• **Action item**:
When you reach the line in the data below that contains "self.state.lock().unwrap().jobs.get(&id).cloned()", please start repeating lines exactly, and stop after the line that contains "configuration for an operation", repeating nothing else.

------------------------------------

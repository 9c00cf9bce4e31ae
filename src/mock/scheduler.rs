//! Mock Scheduler Implementation
//!
//! In-process [`RemoteClient`] for testing every layer above the client.
//! Counts calls per operation (and per key) so tests can assert exactly how
//! many round-trips a cached or retried read caused.

use std::collections::HashMap;
use std::sync::{Arc, Mutex};

use lava_protocol::{
    Device, DeviceSummary, JobDefinition, JobId, JobListing, JobQuery, JobStatus, TestCase,
    ValidationIssue,
};

use crate::client::{ClientError, ClientResult, Operation, RemoteClient};

use super::failure::{FailureConfig, FailureInjector};
use super::state::{MockJob, MockState};

/// Configurable mock scheduler for testing
#[derive(Clone, Default)]
pub struct MockScheduler {
    /// Mutable state (wrapped for interior mutability)
    state: Arc<Mutex<MockState>>,
    /// Failure injector
    failures: Arc<Mutex<FailureInjector>>,
    /// Calls per operation
    calls: Arc<Mutex<HashMap<Operation, u32>>>,
    /// Calls per (operation, key)
    keyed_calls: Arc<Mutex<HashMap<(Operation, String), u32>>>,
}

impl MockScheduler {
    /// Create a new empty mock scheduler
    pub fn new() -> Self {
        Self::default()
    }

    /// Create a mock scheduler populated with `(hostname, type, health, tags)` devices
    pub fn with_devices(devices: &[(&str, &str, &str, &[&str])]) -> Self {
        let scheduler = Self::new();
        for (hostname, device_type, health, tags) in devices {
            scheduler.add_device(
                DeviceSummary::new(*hostname, *device_type, *health),
                tags.iter().map(|t| t.to_string()).collect(),
            );
        }
        scheduler
    }

    // === Public API for test configuration ===

    /// Add (or replace) a device with its tags
    pub fn add_device(&self, summary: DeviceSummary, tags: Vec<String>) {
        self.state.lock().unwrap().add_device(summary, tags);
    }

    /// Remove a device
    pub fn remove_device(&self, hostname: &str) -> bool {
        self.state.lock().unwrap().remove_device(hostname)
    }

    /// Change the health of a device
    pub fn set_health(&self, hostname: &str, health: &str) -> bool {
        self.state.lock().unwrap().set_health(hostname, health)
    }

    /// Replace the tags of a device
    pub fn set_tags(&self, hostname: &str, tags: &[&str]) {
        let tags: Vec<String> = tags.iter().map(|t| t.to_string()).collect();
        let mut state = self.state.lock().unwrap();
        if let Some(detail) = state.details.get_mut(hostname) {
            detail.tags = tags.clone();
        }
        state.tags.insert(hostname.to_string(), tags);
    }

    /// Set the template returned for a device type
    pub fn set_template(&self, device_type: &str, template: &str) {
        self.state
            .lock()
            .unwrap()
            .templates
            .insert(device_type.to_string(), template.to_string());
    }

    /// Set the results returned for a job
    pub fn set_results(&self, id: JobId, results: Vec<TestCase>) {
        self.state.lock().unwrap().results.insert(id, results);
    }

    /// Set the issues the validator reports
    pub fn set_validation_issues(&self, issues: Vec<ValidationIssue>) {
        self.state.lock().unwrap().validation_issues = issues;
    }

    /// Mark a job finished with the given health
    pub fn finish_job(&self, id: JobId, health: &str) -> bool {
        let mut state = self.state.lock().unwrap();
        match state.jobs.get_mut(&id) {
            Some(job) => {
                job.status.state = "Finished".to_string();
                job.status.health = health.to_string();
                job.status.end_time = Some(chrono::Utc::now());
                true
            }
            None => false,
        }
    }

    /// Get a submitted job
    pub fn job(&self, id: JobId) -> Option<MockJob> {
        self.state.lock().unwrap().jobs.get(&id).cloned()
    }

    /// Inject an error for every call to an operation
    pub fn inject_error(&self, op: Operation, error: ClientError) {
        self.failures.lock().unwrap().inject_error(op, error);
    }

    /// Inject a failure configuration for an operation
    pub fn inject_failure(&self, op: Operation, config: FailureConfig) {
        self.failures.lock().unwrap().inject(op, config);
    }

    /// Clear failure injection for an operation
    pub fn clear_failure(&self, op: Operation) {
        self.failures.lock().unwrap().clear_op(&op);
    }

    /// Clear all failure injections
    pub fn clear_failures(&self) {
        self.failures.lock().unwrap().clear();
    }

    /// Number of calls made to an operation
    pub fn calls(&self, op: Operation) -> u32 {
        self.calls.lock().unwrap().get(&op).copied().unwrap_or(0)
    }

    /// Number of calls made to an operation for one key
    pub fn calls_for(&self, op: Operation, key: &str) -> u32 {
        self.keyed_calls
            .lock()
            .unwrap()
            .get(&(op, key.to_string()))
            .copied()
            .unwrap_or(0)
    }

    /// Reset all call counters
    pub fn reset_calls(&self) {
        self.calls.lock().unwrap().clear();
        self.keyed_calls.lock().unwrap().clear();
    }

    // === Request handling ===

    /// Record a call and apply any injected failure
    fn begin(&self, op: Operation, key: Option<&str>) -> ClientResult<()> {
        *self.calls.lock().unwrap().entry(op).or_insert(0) += 1;
        if let Some(key) = key {
            *self
                .keyed_calls
                .lock()
                .unwrap()
                .entry((op, key.to_string()))
                .or_insert(0) += 1;
        }

        // Clone out so the injector lock is not held while sleeping
        let failure = self.failures.lock().unwrap().check(&op).cloned();
        if let Some(config) = failure {
            if let Some(delay) = config.delay {
                std::thread::sleep(delay);
            }
            if let Some(error) = config.error {
                return Err(error);
            }
        }
        Ok(())
    }
}

impl RemoteClient for MockScheduler {
    fn list_devices(&self) -> ClientResult<Vec<DeviceSummary>> {
        self.begin(Operation::ListDevices, None)?;
        Ok(self.state.lock().unwrap().devices.clone())
    }

    fn show_device(&self, hostname: &str) -> ClientResult<Device> {
        self.begin(Operation::ShowDevice, Some(hostname))?;
        self.state
            .lock()
            .unwrap()
            .details
            .get(hostname)
            .cloned()
            .ok_or_else(|| ClientError::not_found(format!("device {}", hostname)))
    }

    fn list_device_tags(&self, hostname: &str) -> ClientResult<Vec<String>> {
        self.begin(Operation::ListDeviceTags, Some(hostname))?;
        self.state
            .lock()
            .unwrap()
            .tags
            .get(hostname)
            .cloned()
            .ok_or_else(|| ClientError::not_found(format!("device {}", hostname)))
    }

    fn device_type_template(&self, device_type: &str) -> ClientResult<String> {
        self.begin(Operation::DeviceTypeTemplate, Some(device_type))?;
        self.state
            .lock()
            .unwrap()
            .templates
            .get(device_type)
            .cloned()
            .ok_or_else(|| ClientError::not_found(format!("device type {}", device_type)))
    }

    fn validate_job(&self, definition: &JobDefinition) -> ClientResult<Vec<ValidationIssue>> {
        self.begin(Operation::ValidateJob, None)?;
        let mut issues = self.state.lock().unwrap().validation_issues.clone();
        if definition.device_type.is_empty() {
            issues.push(ValidationIssue {
                key: "device_type".to_string(),
                message: "required key not provided".to_string(),
            });
        }
        Ok(issues)
    }

    fn submit_job(&self, definition: &JobDefinition) -> ClientResult<Vec<JobId>> {
        self.begin(Operation::SubmitJob, None)?;
        let mut state = self.state.lock().unwrap();
        let id = state.next_job_id();
        state.jobs.insert(id, MockJob::new(id, definition.clone()));
        Ok(vec![id])
    }

    fn show_job(&self, id: JobId) -> ClientResult<JobStatus> {
        self.begin(Operation::ShowJob, Some(&id.to_string()))?;
        self.state
            .lock()
            .unwrap()
            .jobs
            .get(&id)
            .map(|job| job.status.clone())
            .ok_or_else(|| ClientError::not_found(format!("job {}", id)))
    }

    fn job_definition(&self, id: JobId) -> ClientResult<JobDefinition> {
        self.begin(Operation::JobDefinition, Some(&id.to_string()))?;
        self.state
            .lock()
            .unwrap()
            .jobs
            .get(&id)
            .map(|job| job.definition.clone())
            .ok_or_else(|| ClientError::not_found(format!("job {}", id)))
    }

    fn list_jobs(&self, query: &JobQuery) -> ClientResult<Vec<JobListing>> {
        self.begin(Operation::ListJobs, None)?;
        let state = self.state.lock().unwrap();
        Ok(state
            .jobs
            .values()
            .filter(|job| {
                query.state.is_empty() || job.status.state.eq_ignore_ascii_case(&query.state)
            })
            .filter(|job| {
                query.health.is_empty() || job.status.health.eq_ignore_ascii_case(&query.health)
            })
            .skip(query.start as usize)
            .take(query.limit as usize)
            .map(MockJob::listing)
            .collect())
    }

    fn cancel_job(&self, id: JobId) -> ClientResult<()> {
        self.begin(Operation::CancelJob, Some(&id.to_string()))?;
        let mut state = self.state.lock().unwrap();
        let job = state
            .jobs
            .get_mut(&id)
            .ok_or_else(|| ClientError::not_found(format!("job {}", id)))?;
        if !job.status.is_finished() {
            job.status.state = "Canceling".to_string();
        }
        Ok(())
    }

    fn job_results(&self, id: JobId) -> ClientResult<Vec<TestCase>> {
        self.begin(Operation::JobResults, Some(&id.to_string()))?;
        let state = self.state.lock().unwrap();
        if let Some(results) = state.results.get(&id) {
            return Ok(results.clone());
        }
        if state.jobs.contains_key(&id) {
            return Ok(Vec::new());
        }
        Err(ClientError::not_found(format!("job {}", id)))
    }
}

#[cfg(test)]
mod tests {
    use super::*;
    use lava_protocol::FaultCode;
    use std::time::{Duration, Instant};

    fn sample_definition() -> JobDefinition {
        JobDefinition {
            device_type: "qemu".to_string(),
            job_name: "smoke".to_string(),
            ..Default::default()
        }
    }

    #[test]
    fn test_device_calls_are_counted_per_key() {
        let mock = MockScheduler::with_devices(&[
            ("a", "panda", "Good", &["wifi"]),
            ("b", "panda", "Good", &[]),
        ]);

        assert_eq!(mock.list_devices().unwrap().len(), 2);
        assert_eq!(mock.list_device_tags("a").unwrap(), vec!["wifi".to_string()]);
        mock.list_device_tags("a").unwrap();
        mock.list_device_tags("b").unwrap();

        assert_eq!(mock.calls(Operation::ListDevices), 1);
        assert_eq!(mock.calls(Operation::ListDeviceTags), 3);
        assert_eq!(mock.calls_for(Operation::ListDeviceTags, "a"), 2);
        assert_eq!(mock.calls_for(Operation::ListDeviceTags, "b"), 1);

        mock.reset_calls();
        assert_eq!(mock.calls(Operation::ListDevices), 0);
    }

    #[test]
    fn test_unknown_device_is_not_found() {
        let mock = MockScheduler::new();
        let err = mock.show_device("ghost").unwrap_err();
        assert!(err.is_not_found());
    }

    #[test]
    fn test_injected_failure_then_recovery() {
        let mock = MockScheduler::with_devices(&[("a", "qemu", "Good", &[])]);
        mock.inject_failure(
            Operation::ListDevices,
            FailureConfig::transport("connection refused").with_fail_count(1),
        );

        assert!(matches!(
            mock.list_devices(),
            Err(ClientError::Transport(_))
        ));
        assert_eq!(mock.list_devices().unwrap().len(), 1);
    }

    #[test]
    fn test_injected_delay() {
        let mock = MockScheduler::new();
        mock.inject_failure(
            Operation::ListDevices,
            FailureConfig::delay(Duration::from_millis(30)),
        );

        let start = Instant::now();
        mock.list_devices().unwrap();
        assert!(start.elapsed() >= Duration::from_millis(30));
    }

    #[test]
    fn test_job_lifecycle() {
        let mock = MockScheduler::new();

        let ids = mock.submit_job(&sample_definition()).unwrap();
        assert_eq!(ids, vec![1]);

        let status = mock.show_job(1).unwrap();
        assert_eq!(status.state, "Submitted");
        assert_eq!(status.device_type, "qemu");

        mock.cancel_job(1).unwrap();
        assert_eq!(mock.show_job(1).unwrap().state, "Canceling");

        assert_eq!(mock.job_definition(1).unwrap().job_name, "smoke");
        assert!(mock.job_results(1).unwrap().is_empty());
        assert!(mock.cancel_job(99).unwrap_err().is_not_found());
    }

    #[test]
    fn test_list_jobs_filters_and_pages() {
        let mock = MockScheduler::new();
        for _ in 0..3 {
            mock.submit_job(&sample_definition()).unwrap();
        }
        mock.finish_job(2, "Complete");

        let finished = mock
            .list_jobs(&JobQuery {
                state: "finished".to_string(),
                ..Default::default()
            })
            .unwrap();
        assert_eq!(finished.len(), 1);
        assert_eq!(finished[0].id, 2);

        let page = mock
            .list_jobs(&JobQuery {
                start: 1,
                limit: 1,
                ..Default::default()
            })
            .unwrap();
        assert_eq!(page.len(), 1);
        assert_eq!(page[0].id, 2);
    }

    #[test]
    fn test_validator_flags_missing_device_type() {
        let mock = MockScheduler::new();
        let issues = mock.validate_job(&JobDefinition::default()).unwrap();
        assert_eq!(issues.len(), 1);
        assert_eq!(issues[0].key, "device_type");

        mock.inject_error(
            Operation::ValidateJob,
            ClientError::fault(FaultCode::Unauthorized, "token expired"),
        );
        assert!(mock.validate_job(&sample_definition()).is_err());
    }
}
//! Remote Client contract
//!
//! Abstracts the scheduler connection. Every method performs exactly one
//! call against the scheduler and blocks until it returns. Implementations
//! must not retry or cache; that is layered on top by the retrier and the
//! staleness cache.

use std::fmt;
use std::time::Duration;

use lava_protocol::{
    Device, DeviceSummary, FaultCode, JobDefinition, JobId, JobListing, JobQuery, JobStatus,
    TestCase, ValidationIssue,
};

/// Scheduler operations reachable through a [`RemoteClient`]
#[derive(Debug, Clone, Copy, PartialEq, Eq, Hash)]
pub enum Operation {
    ListDevices,
    ShowDevice,
    ListDeviceTags,
    DeviceTypeTemplate,
    ValidateJob,
    SubmitJob,
    ShowJob,
    JobDefinition,
    ListJobs,
    CancelJob,
    JobResults,
}

impl Operation {
    /// Stable name used in logs
    pub fn as_str(&self) -> &'static str {
        match self {
            Operation::ListDevices => "devices.list",
            Operation::ShowDevice => "devices.show",
            Operation::ListDeviceTags => "devices.tags.list",
            Operation::DeviceTypeTemplate => "device_types.get_template",
            Operation::ValidateJob => "jobs.validate",
            Operation::SubmitJob => "jobs.submit",
            Operation::ShowJob => "jobs.show",
            Operation::JobDefinition => "jobs.definition",
            Operation::ListJobs => "jobs.list",
            Operation::CancelJob => "jobs.cancel",
            Operation::JobResults => "results.get_testjob_results",
        }
    }
}

impl fmt::Display for Operation {
    fn fmt(&self, f: &mut fmt::Formatter<'_>) -> fmt::Result {
        f.write_str(self.as_str())
    }
}

/// Errors reported by a [`RemoteClient`]
#[derive(Debug, Clone, PartialEq, thiserror::Error)]
pub enum ClientError {
    #[error("Transport error: {0}")]
    Transport(String),

    #[error("Request timed out after {0:?}")]
    Timeout(Duration),

    #[error("Scheduler fault {code}: {message}")]
    Fault { code: FaultCode, message: String },

    #[error("Invalid response: {0}")]
    InvalidResponse(String),
}

impl ClientError {
    /// Shorthand for a scheduler fault
    pub fn fault(code: FaultCode, message: impl Into<String>) -> Self {
        ClientError::Fault {
            code,
            message: message.into(),
        }
    }

    /// Shorthand for a NOT_FOUND fault
    pub fn not_found(what: impl fmt::Display) -> Self {
        Self::fault(FaultCode::NotFound, format!("{} not found", what))
    }

    /// True if the same call might succeed when repeated
    pub fn is_transient(&self) -> bool {
        match self {
            ClientError::Transport(_) | ClientError::Timeout(_) => true,
            ClientError::Fault { code, .. } => matches!(code, FaultCode::Internal),
            ClientError::InvalidResponse(_) => false,
        }
    }

    /// True if the scheduler reported the resource as missing
    pub fn is_not_found(&self) -> bool {
        matches!(
            self,
            ClientError::Fault {
                code: FaultCode::NotFound,
                ..
            }
        )
    }
}

/// Result type for scheduler calls
pub type ClientResult<T> = Result<T, ClientError>;

/// Blocking scheduler client
pub trait RemoteClient: Send + Sync {
    /// List all devices known to the scheduler
    fn list_devices(&self) -> ClientResult<Vec<DeviceSummary>>;

    /// Show one device in detail
    fn show_device(&self, hostname: &str) -> ClientResult<Device>;

    /// List the tags attached to a device
    fn list_device_tags(&self, hostname: &str) -> ClientResult<Vec<String>>;

    /// Fetch the (decoded) template of a device type
    fn device_type_template(&self, device_type: &str) -> ClientResult<String>;

    /// Run the scheduler's validator over a definition
    fn validate_job(&self, definition: &JobDefinition) -> ClientResult<Vec<ValidationIssue>>;

    /// Submit a job; multinode definitions yield several ids
    fn submit_job(&self, definition: &JobDefinition) -> ClientResult<Vec<JobId>>;

    /// Show the state of a job
    fn show_job(&self, id: JobId) -> ClientResult<JobStatus>;

    /// Fetch the definition a job was submitted with
    fn job_definition(&self, id: JobId) -> ClientResult<JobDefinition>;

    /// List jobs matching a filter
    fn list_jobs(&self, query: &JobQuery) -> ClientResult<Vec<JobListing>>;

    /// Request cancellation of a job
    fn cancel_job(&self, id: JobId) -> ClientResult<()>;

    /// Fetch the test results of a job
    fn job_results(&self, id: JobId) -> ClientResult<Vec<TestCase>>;
}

------------------------------------

• **Task output**:
        self.state.lock().unwrap().jobs.get(&id).cloned()
    }

    /// Inject an error for every call to an operation
    pub fn inject_error(&self, op: Operation, error: ClientError) {
        self.failures.lock().unwrap().inject_error(op, error);
    }

    /// Inject a failure configuration for an operation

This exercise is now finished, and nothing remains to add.